Got my bottom line shredded in the combine
Harley Davidson told it’s employees last week they need to figure out how to come up with $45 million in savings. Of course, maybe they wouldn’t have to come up with so much if the state wasn’t shaking them down for an additional $22.5 million this year thanks to the new combined reporting requirement. As I wrote for the MacIver Institute this week,
While Governor Jim Doyle may say combined reporting is not an issue for Harley Davidson, as he did on Friday, but the $22.5 million in combined reporting taxes is hitting their bottom line like a farm combine slices through a corn field.
Wisconsin now faces the burden of doing what it can to prevent another large manufacturer from leaving the state. While Harley Davidson so far wishes to handle this as an internal cost-control issue, will the state find itself creating financial incentives to keep Harley Davidson from leaving? Would it not be easier than riding to the rescue of these companies and their employees to just have a business climate already in place that fosters the economic conditions for growth?
If the goal is tax fairness, as the supporters of combined reporting claim, how is it fair that a company needs to be drowning under the Wisconsin tax burden before they can seek any sort of relief, and then it’s just more exceptions carved out the state tax code?
Aha! The supporters of higher taxes will say. The state tax burden isn’t so bad according to them, and they point to a study released just prior to the close of the legislative session saying Wisconsin’s tax burden is about average, 24th overall.

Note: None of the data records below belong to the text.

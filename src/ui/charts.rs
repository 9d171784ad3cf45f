// Retained chart state and the stacked metric plots

use egui::{Color32, RichText, Ui, Vec2b};
use egui_plot::{Legend, Line};
use log::debug;

use crate::comparison::{DriverSlot, FetchOutcome, SlotOutcome};
use crate::provider::{LapTelemetry, TelemetrySample};

const ROW_HEADER_SPACE: f32 = 22.;
const MIN_ROW_HEIGHT: f32 = 70.;

pub const DEFAULT_DRIVER_COLOR: Color32 = Color32::GRAY;

// Team colors for the 2023 grid, keyed by driver acronym. Teammates share
// a color, unknown acronyms fall back to DEFAULT_DRIVER_COLOR.
const DRIVER_COLORS: &[(&str, Color32)] = &[
    ("VER", Color32::from_rgb(0, 0, 139)),
    ("PER", Color32::from_rgb(0, 0, 139)),
    ("HAM", Color32::from_rgb(135, 206, 235)),
    ("RUS", Color32::from_rgb(135, 206, 235)),
    ("LEC", Color32::from_rgb(220, 0, 0)),
    ("SAI", Color32::from_rgb(220, 0, 0)),
    ("NOR", Color32::from_rgb(255, 135, 0)),
    ("PIA", Color32::from_rgb(255, 135, 0)),
    ("ALO", Color32::from_rgb(53, 140, 117)),
    ("STR", Color32::from_rgb(53, 140, 117)),
    ("GAS", Color32::from_rgb(34, 147, 209)),
    ("OCO", Color32::from_rgb(34, 147, 209)),
    ("ALB", Color32::from_rgb(55, 190, 221)),
    ("SAR", Color32::from_rgb(55, 190, 221)),
    ("TSU", Color32::from_rgb(94, 143, 170)),
    ("DEV", Color32::from_rgb(94, 143, 170)),
    ("RIC", Color32::from_rgb(94, 143, 170)),
    ("LAW", Color32::from_rgb(94, 143, 170)),
    ("BOT", Color32::from_rgb(201, 45, 75)),
    ("ZHO", Color32::from_rgb(201, 45, 75)),
    ("MAG", Color32::from_rgb(182, 186, 189)),
    ("HUL", Color32::from_rgb(182, 186, 189)),
];

/// Trace color for a driver acronym. Deterministic and case-insensitive.
pub fn driver_color(acronym: &str) -> Color32 {
    let upper = acronym.trim().to_uppercase();
    DRIVER_COLORS
        .iter()
        .find(|(name, _)| *name == upper)
        .map(|(_, color)| *color)
        .unwrap_or(DEFAULT_DRIVER_COLOR)
}

/// The chart rows, top to bottom.
#[derive(Debug, Clone, Copy, PartialEq, Eq)]
pub enum Metric {
    Speed,
    Gear,
    Throttle,
    Brake,
    Drs,
}

impl Metric {
    pub const ALL: [Metric; 5] = [
        Metric::Speed,
        Metric::Gear,
        Metric::Throttle,
        Metric::Brake,
        Metric::Drs,
    ];

    pub fn label(&self) -> &'static str {
        match self {
            Metric::Speed => "Speed [km/h]",
            Metric::Gear => "Gear",
            Metric::Throttle => "Throttle [%]",
            Metric::Brake => "Brake [%]",
            Metric::Drs => "DRS",
        }
    }

    fn plot_id(&self) -> &'static str {
        match self {
            Metric::Speed => "speed_plot",
            Metric::Gear => "gear_plot",
            Metric::Throttle => "throttle_plot",
            Metric::Brake => "brake_plot",
            Metric::Drs => "drs_plot",
        }
    }

    pub fn sample_value(&self, sample: &TelemetrySample) -> f64 {
        match self {
            Metric::Speed => sample.speed_kmh,
            Metric::Gear => sample.gear as f64,
            Metric::Throttle => sample.throttle_pct,
            Metric::Brake => sample.brake_pct,
            Metric::Drs => {
                if sample.drs_open {
                    1.0
                } else {
                    0.0
                }
            }
        }
    }

    /// Fixed vertical range of the row, so rows keep their shape when
    /// traces come and go.
    fn y_bounds(&self) -> (f64, f64) {
        match self {
            Metric::Speed => (0.0, 370.0),
            Metric::Gear => (0.0, 9.0),
            Metric::Throttle | Metric::Brake => (0.0, 105.0),
            Metric::Drs => (-0.05, 1.25),
        }
    }
}

/// Plot points of one metric over lap distance.
pub fn metric_points(lap: &LapTelemetry, metric: Metric) -> Vec<[f64; 2]> {
    lap.samples
        .iter()
        .map(|s| [s.distance_m, metric.sample_value(s)])
        .collect()
}

/// The retained state behind the comparison charts: at most one trace per
/// driver slot, plus the notices shown when a fetch came back empty.
///
/// Outcomes carry the generation of the request that started them; anything
/// tagged with an older generation is ignored, so a late worker from a
/// superseded comparison can never overwrite fresher traces.
pub struct ChartState {
    generation: u64,
    traces: [Option<LapTelemetry>; 2],
    notices: Vec<String>,
}

impl Default for ChartState {
    fn default() -> Self {
        Self::new()
    }
}

impl ChartState {
    pub fn new() -> Self {
        Self {
            generation: 0,
            traces: [None, None],
            notices: Vec::new(),
        }
    }

    pub fn generation(&self) -> u64 {
        self.generation
    }

    /// Clear all traces and notices and advance to the given request
    /// generation. Called before the fetch workers of a new comparison are
    /// spawned, so no trace of an earlier request survives into the new one.
    pub fn begin_request(&mut self, generation: u64) {
        self.generation = generation;
        self.traces = [None, None];
        self.notices.clear();
    }

    /// Apply a fetch outcome. Returns false when the outcome belongs to a
    /// superseded request and was discarded.
    pub fn apply(&mut self, outcome: SlotOutcome) -> bool {
        if outcome.generation != self.generation {
            debug!(
                "Ignoring fetch outcome for {} from superseded request {} (current {})",
                outcome.slot.label(),
                outcome.generation,
                self.generation
            );
            return false;
        }

        match outcome.outcome {
            FetchOutcome::Telemetry(lap) => {
                self.traces[Self::slot_index(outcome.slot)] = Some(*lap);
            }
            FetchOutcome::NoData { driver } => {
                self.traces[Self::slot_index(outcome.slot)] = None;
                self.notices
                    .push(format!("No fastest-lap telemetry available for {}", driver));
            }
        }
        true
    }

    pub fn trace(&self, slot: DriverSlot) -> Option<&LapTelemetry> {
        self.traces[Self::slot_index(slot)].as_ref()
    }

    pub fn notices(&self) -> &[String] {
        &self.notices
    }

    pub fn has_traces(&self) -> bool {
        self.traces.iter().any(|t| t.is_some())
    }

    /// Shared horizontal extent of all rows: the longest lap distance of
    /// the present traces.
    pub fn lap_distance_bound(&self) -> f64 {
        self.traces
            .iter()
            .flatten()
            .map(|lap| lap.lap_distance_m())
            .fold(0.0, f64::max)
    }

    /// Draw the five stacked metric rows. Every row is pinned to the same
    /// distance range and has interactions disabled, which keeps the
    /// horizontal axes aligned across rows.
    pub fn show(&self, ui: &mut Ui) {
        let rows = Metric::ALL.len() as f32;
        let row_height =
            ((ui.available_height() - ROW_HEADER_SPACE * rows) / rows).max(MIN_ROW_HEIGHT);
        let x_max = self.lap_distance_bound().max(1.0);

        for metric in Metric::ALL {
            let (y_min, y_max) = metric.y_bounds();
            ui.label(RichText::new(metric.label()).strong());
            egui_plot::Plot::new((metric.plot_id(), self.generation))
                .height(row_height)
                .show_background(false)
                .legend(Legend::default())
                .allow_drag(false)
                .allow_scroll(false)
                .allow_zoom(false)
                .include_x(0.)
                .include_x(x_max)
                .include_y(y_min)
                .include_y(y_max)
                .auto_bounds(Vec2b::new(false, false))
                .show(ui, |plot_ui| {
                    for slot in DriverSlot::ALL {
                        if let Some(lap) = self.trace(slot) {
                            let label = format!(
                                "{} lap {} ({})",
                                lap.driver,
                                lap.lap_number,
                                lap.lap_time_label()
                            );
                            plot_ui.line(
                                Line::new(label, metric_points(lap, metric))
                                    .color(driver_color(&lap.driver)),
                            );
                        }
                    }
                });
        }
    }

    fn slot_index(slot: DriverSlot) -> usize {
        match slot {
            DriverSlot::A => 0,
            DriverSlot::B => 1,
        }
    }
}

The problem with the study is that the numbers they are using are from 2006-2007, prior to the current budget in place, and even prior to the state budget fix passed last year, too. It’s from a time when Democrats were only in control of the Governor’s mansion and responsibility for the state’s tax policy was shared between the two parties.
In the 2009-2010 biennium, under complete Democratic control, Wisconsin had one of the largest tax increases in the country (see here for a snapshot on the detrimental budgetary moves of the last two years). Only six other states had a higher percentage increase. That increase includes the new combined reporting tax burden on corporations.
Defenders of the combined reporting requirement, like former Commerce Secretary Dick Leinenkugel, like to point out that Wisconsin is one of 23 states (out of 45 that tax corporate income) that now have a combined reporting requirement. We might not have been on the cutting edge of new taxes, but that hasn’t prevented Wisconsin business from bleeding.